特に報告するような事はないけれど、話す事はある。
「それで、遠山キンジはどうだったかね?」
「意見は変わりません、未熟の一言です。武力的にも知力的にも、及第点とは言えません。HSSもあまり使いこなす意欲が感じられません」
「そうか・・・」
特に感情を表すでもなく答える。
曾お爺様も静かに聞いているが、残念そうにするでもなく、目を閉じて聞くだけ。
「・・・ですが」
「なんだい?」
続く私の言葉に、目を開ける。
楽しんでいるように口元を歪め、興味津々と言った感じだ。
全くもって意地が悪い人だ。
どうせ私が何を言うかも、全部知っていて言わせるのだから。
こうなる事も、どうせ三年前から推理していたのだろう。
やはり私は、まだまだ曾お爺様には遠く及ばない。
「姉さんのパートナーが彼でなければいけない、と言うのは・・・・なんとなくですが、分かった気がします」
「ふふっ、そうか」
嬉しそうに破顔する。
本当に子供っぽい笑顔だ。
イタズラ大成功とでも書いた旗が、きっと似合うに違いない。
「これで君も少しは荷が降りただろう、計画も順調に進んでいる」
「理子はもう武偵校に?」
「ああ、君によろしく伝えて欲しいと言っていたよ。時折連絡もするともね」
「そうですか」
余談ではあるが、曾お爺様の正体について、理子はもう知っている。
元々時間の問題ではあったのだ、これ以上ない程に有名な人なのだから。
むしろ最初に会った時に気付かなかったのが奇跡と言える。
それだけ疲弊していたのだから仕方がないけれど。
前に恐る恐ると言った感じで私に確認してきた時は、何を今更と言った空気が流れたのをよく覚えている。

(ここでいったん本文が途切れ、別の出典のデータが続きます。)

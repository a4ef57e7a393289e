//! sitesync SFTP - SSH file transfer provider
//!
//! Files are moved over the SFTP subsystem of an SSH connection, chunk by
//! chunk, which keeps progress reporting and pausing under our control.
//! Servers that only expose `internal-sftp` work the same as full shells.
//!
//! ## Modules
//!
//! - [`session`] - [`ISftpSession`](session::ISftpSession) with the russh and local filesystem implementations
//! - [`provider`] - [`IRemoteProvider`](sitesync_core::ports::IRemoteProvider) implementation

pub mod provider;
pub mod session;

use sitesync_core::domain::ProviderError;
use thiserror::Error;

pub use provider::{SftpProvider, CODE};

/// Bytes per transfer chunk
pub const CHUNK_SIZE: usize = 1024 * 1024;

/// Errors of the SSH connection and SFTP requests
#[derive(Debug, Error)]
pub enum SftpError {
    /// Connecting or talking to the SSH server failed
    #[error("SSH error: {0}")]
    Ssh(#[from] russh::Error),

    /// A private key could not be loaded
    #[error("SSH key error: {0}")]
    Key(#[from] russh::keys::Error),

    /// The server rejected every configured credential
    #[error("Authentication failed for {0}")]
    Auth(String),

    /// The remote path does not exist
    #[error("No such file: {0}")]
    NoSuchFile(String),

    /// The server refused the request
    #[error("Permission denied: {0}")]
    PermissionDenied(String),

    /// Any other SFTP status or protocol failure
    #[error("SFTP error: {0}")]
    Protocol(String),

    /// Local file access failed
    #[error("I/O error: {0}")]
    Io(#[from] std::io::Error),

    /// The observer asked to stop between two chunks
    #[error("Paused during process, please redo")]
    Paused,
}

impl From<SftpError> for ProviderError {
    fn from(err: SftpError) -> Self {
        match err {
            SftpError::Paused => ProviderError::Paused,
            SftpError::Io(e) => ProviderError::Io(e),
            SftpError::NoSuchFile(path) => ProviderError::NotFound(path),
            SftpError::Auth(_) | SftpError::PermissionDenied(_) => {
                ProviderError::PermissionDenied(err.to_string())
            }
            SftpError::Ssh(_) => ProviderError::Unavailable(err.to_string()),
            other => ProviderError::Backend(other.to_string()),
        }
    }
}
/// A shared drive
#[derive(Debug, Clone, Deserialize)]
pub struct SharedDrive {
    pub id: String,
    pub name: String,
}

#[derive(Debug, Deserialize)]
#[serde(rename_all = "camelCase")]
struct DriveList {
    #[serde(default)]
    drives: Vec<SharedDrive>,
    next_page_token: Option<String>,
}

#[derive(Debug, Deserialize)]
struct ErrorEnvelope {
    error: ErrorBody,
}

#[derive(Debug, Deserialize)]
struct ErrorBody {
    #[serde(default)]
    message: String,
    #[serde(default)]
    errors: Vec<ErrorDetail>,
}

#[derive(Debug, Deserialize)]
struct ErrorDetail {
    reason: Option<String>,
}

/// State of a resumable upload after one chunk
#[derive(Debug, Clone, PartialEq, Eq)]
pub enum ChunkStatus {
    /// 308: more bytes expected; carries the next offset the server wants
    Incomplete { next_offset: u64 },
    /// 200/201: upload finished; carries the file id
    Complete(String),
}

/// Appends the trashed filter to a listing query
pub fn handle_q(q: &str) -> String {
    let q = q.trim();
    if q.is_empty() {
        "trashed = false".to_string()
    } else {
        format!("{} and trashed = false", q)
    }
}

/// Escapes a value for use inside a single quoted query string
pub fn escape_q(value: &str) -> String {
    value.replace('\\', "\\\\").replace('\'', "\\'")
}

/// Converts an error response into [`GDriveError::Api`]
pub(crate) async fn check(response: Response) -> Result<Response, GDriveError> {
    let status = response.status();
    if status.is_success() || status == StatusCode::PERMANENT_REDIRECT {
        return Ok(response);
    }
    let body = response.text().await.unwrap_or_default();
    Err(api_error(status, &body))
}

fn api_error(status: StatusCode, body: &str) -> GDriveError {
    let (reason, message) = match serde_json::from_str::<ErrorEnvelope>(body) {
        Ok(envelope) => (
            envelope.error.errors.into_iter().find_map(|d| d.reason),
            envelope.error.message,
        ),
        Err(_) => (None, body.trim().to_string()),
    };
    GDriveError::Api {
        status: status.as_u16(),
        reason,
        message: if message.is_empty() {
            status.to_string()
        } else {
            message
        },
    }
}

当然、私が曾孫である事も知った。最初は驚いていたけれど、特に何か変化があったりはしなかった。
例え私がホームズの一人でも、私達の関係は変わらないと。
真っ赤になりながらそう言ってくれて、無理に空気を紛らわせようとしている姿がとても可愛らしいと思ったのは、私とジャンヌだけの秘密だ。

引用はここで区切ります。